How VR Is Resurrecting 3D Audio

Sound off

Your brain is amazing. With two holes and some cartilage on the sides of your head, you can precisely pinpoint the position of an object in 3D space purely based on auditory cues, a process known as localization. Stop for a moment. Listen to the sounds around you. No, really. Stop. Listen. Even if the sounds are outside your field of vision, can you place where they are? Ah, the sweet sound of localization. This is an incredibly useful phenomenon we often take for granted, helping us accomplish an array of activities ranging from safely crossing the street, to escaping overprotective dogs, to creating immersive video games.

Making sense of it all

In real life we have five senses (maybe six if you’re in an M. Night Shyamalan movie). These are touch, taste, smell, sight, and sound; but, when it comes to video games and virtual reality, only two of these are at our disposal: sight and sound.

In some ways, that’s for the best (smell in a zombie game, anyone?), yet with only two senses to play off of, crafting a truly immersive experience means fully appealing to both. That boils down to high-caliber 3D graphics and truly 3D audio.

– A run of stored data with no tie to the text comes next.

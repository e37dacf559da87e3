use crate::error::{AlertError, Result};
use serde::{Deserialize, Serialize};
use std::collections::HashMap;
use std::sync::{RwLock, RwLockReadGuard, RwLockWriteGuard};

/// Water level below this many centimetres is always critical. Not tunable
/// per greenhouse.
pub const WATER_LEVEL_FLOOR_CM: f64 = 10.0;

#[derive(Debug, Clone, PartialEq, Serialize, Deserialize)]
pub struct TemperatureBounds {
    #[serde(default = "default_temperature_low")]
    pub low: f64,
    #[serde(default = "default_temperature_high")]
    pub high: f64,
    /// Distance beyond either bound at which severity escalates to critical.
    #[serde(default = "default_temperature_critical_delta")]
    pub critical_delta: f64,
}

impl Default for TemperatureBounds {
    fn default() -> Self {
        Self {
            low: default_temperature_low(),
            high: default_temperature_high(),
            critical_delta: default_temperature_critical_delta(),
        }
    }
}

#[derive(Debug, Clone, PartialEq, Serialize, Deserialize)]
pub struct HumidityBounds {
    #[serde(default = "default_humidity_low")]
    pub low: f64,
    #[serde(default = "default_humidity_high")]
    pub high: f64,
}

impl Default for HumidityBounds {
    fn default() -> Self {
        Self {
            low: default_humidity_low(),
            high: default_humidity_high(),
        }
    }
}

/// One greenhouse's tunable bounds. Every field has a default, so a partial
/// TOML table only overrides what it names.
///
/// # Examples
///
/// ```
/// use greenmon_alert::config::ThresholdConfig;
///
/// let cfg = ThresholdConfig::default();
/// assert_eq!(cfg.temperature.high, 35.0);
/// assert_eq!(cfg.soil_moisture_low, 300.0);
/// assert!(cfg.validate().is_ok());
/// ```
#[derive(Debug, Clone, PartialEq, Serialize, Deserialize)]
pub struct ThresholdConfig {
    #[serde(default)]
    pub temperature: TemperatureBounds,
    #[serde(default)]
    pub humidity: HumidityBounds,
    /// Raw ADC units.
    #[serde(default = "default_soil_moisture_low")]
    pub soil_moisture_low: f64,
    /// Lux-equivalent.
    #[serde(default = "default_light_low")]
    pub light_low: f64,
}

impl Default for ThresholdConfig {
    fn default() -> Self {
        Self {
            temperature: TemperatureBounds::default(),
            humidity: HumidityBounds::default(),
            soil_moisture_low: default_soil_moisture_low(),
            light_low: default_light_low(),
        }
    }
}

impl ThresholdConfig {
    pub fn validate(&self) -> Result<()> {
        let t = &self.temperature;
        let all_finite = [
            t.low,
            t.high,
            t.critical_delta,
            self.humidity.low,
            self.humidity.high,
            self.soil_moisture_low,
            self.light_low,
        ]
        .iter()
        .all(|v| v.is_finite());
        if !all_finite {
            return Err(AlertError::InvalidThresholds(
                "threshold values must be finite numbers".to_string(),
            ));
        }
        if t.high <= t.low {
            return Err(AlertError::InvalidThresholds(format!(
                "temperature high ({}) must be greater than low ({})",
                t.high, t.low
            )));
        }
        if t.critical_delta < 0.0 {
            return Err(AlertError::InvalidThresholds(format!(
                "temperature critical_delta ({}) must not be negative",
                t.critical_delta
            )));
        }
        if self.humidity.high <= self.humidity.low {
            return Err(AlertError::InvalidThresholds(format!(
                "humidity high ({}) must be greater than low ({})",
                self.humidity.high, self.humidity.low
            )));
        }
        Ok(())
    }
}

fn default_temperature_low() -> f64 {
    15.0
}

fn default_temperature_high() -> f64 {
    35.0
}

fn default_temperature_critical_delta() -> f64 {
    5.0
}

fn default_humidity_low() -> f64 {
    40.0
}

fn default_humidity_high() -> f64 {
    80.0
}

fn default_soil_moisture_low() -> f64 {
    300.0
}

fn default_light_low() -> f64 {
    200.0
}

/// Resolves a greenhouse's thresholds. `None` means "nothing stored"; the
/// caller falls back to [`ThresholdConfig::default`].
pub trait ThresholdSource: Send + Sync {
    fn thresholds_for(&self, greenhouse_id: &str) -> Option<ThresholdConfig>;
}

/// In-memory threshold cache, refreshed by the settings owner.
#[derive(Default)]
pub struct ThresholdTable {
    default: Option<ThresholdConfig>,
    entries: RwLock<HashMap<String, ThresholdConfig>>,
}

impl ThresholdTable {
    pub fn new() -> Self {
        Self::default()
    }

    /// Uses `config` for greenhouses without their own entry.
    pub fn with_default(config: ThresholdConfig) -> Result<Self> {
        config.validate()?;
        Ok(Self {
            default: Some(config),
            entries: RwLock::new(HashMap::new()),
        })
    }

    fn read(&self) -> RwLockReadGuard<'_, HashMap<String, ThresholdConfig>> {
        self.entries
            .read()
            .unwrap_or_else(|poisoned| poisoned.into_inner())
    }

    fn write(&self) -> RwLockWriteGuard<'_, HashMap<String, ThresholdConfig>> {
        self.entries
            .write()
            .unwrap_or_else(|poisoned| poisoned.into_inner())
    }

    pub fn upsert(&self, greenhouse_id: &str, config: ThresholdConfig) -> Result<()> {
        config.validate()?;
        self.write().insert(greenhouse_id.to_string(), config);
        Ok(())
    }

    /// Replaces all per-greenhouse entries. Nothing changes if any entry is
    /// invalid.
    pub fn replace_all(&self, entries: HashMap<String, ThresholdConfig>) -> Result<()> {
        for (greenhouse_id, config) in &entries {
            config.validate().map_err(|e| {
                AlertError::InvalidThresholds(format!("greenhouse {greenhouse_id}: {e}"))
            })?;
        }
        *self.write() = entries;
        Ok(())
    }
}

impl ThresholdSource for ThresholdTable {
    fn thresholds_for(&self, greenhouse_id: &str) -> Option<ThresholdConfig> {
        self.read()
            .get(greenhouse_id)
            .cloned()
            .or_else(|| self.default.clone())
    }
}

While the field of graphics has made near continual strides, the history of PC audio is more tumultuous, ranging from rapid innovation to stalled progress to outright regression. Finally, with the dawn of virtual reality, truly 3D audio is again gaining traction and prominence. By taking lessons from the days of yore coupled with new innovations, virtual reality is pushing for a more immersive auditory experience than ever before.

In need of resurrection

3D audio is ill. Not in the dope rapper sense. Correctly implemented 3D audio is pretty sick, but for nearly the last decade, the overall health of 3D audio has been less than fine. Not to be melodramatic, but in order to understand how virtual reality is resurrecting 3D audio, it’s important to understand why it needs resurrection in the first place.

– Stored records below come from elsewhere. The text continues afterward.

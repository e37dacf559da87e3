use crate::api::{fail, ok, Failure};
use crate::logging::TraceId;
use crate::state::AppState;
use axum::extract::{Extension, Path, State};
use axum::response::Response;
use greenmon_storage::AlertStore;

/// Marks an alert resolved so the next detection for its key is admitted.
pub async fn resolve(
    Extension(trace_id): Extension<TraceId>,
    State(state): State<AppState>,
    Path(id): Path<String>,
) -> Response {
    match state.storage.resolve(&id).await {
        Ok(true) => {
            tracing::info!(alert_id = %id, "Alert resolved");
            ok(&trace_id, serde_json::json!({ "id": id, "resolved": true }))
        }
        Ok(false) => fail(&trace_id, Failure::NotFound, "active alert not found"),
        Err(e) => {
            tracing::error!(alert_id = %id, error = %e, "Failed to resolve alert");
            fail(&trace_id, Failure::Storage, "storage error")
        }
    }
}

Three-dimensional sound implies x,y,z coordinates in space for every sound source and its listener, yet, most modern games confine sounds to the horizontal axis with minimal elevation and distance cues. That means sound is essentially stuck in a stationary hula hoop around the listener, allowing for only an anemic, pseudo-3D effect.

The sound of progress?

In some ways, sound has improved tremendously over the past several decades, most notably in terms of fidelity and signal-to-noise ratio. We’ve come a long way since Thomas Edison first jumped for joy at the playback of sound on his phonograph in the late 1800s. However, while the overall fidelity of prerecorded sound has, for the most part, consistently improved, the real-time modeling of sound in a 3D space has experienced less sure footing.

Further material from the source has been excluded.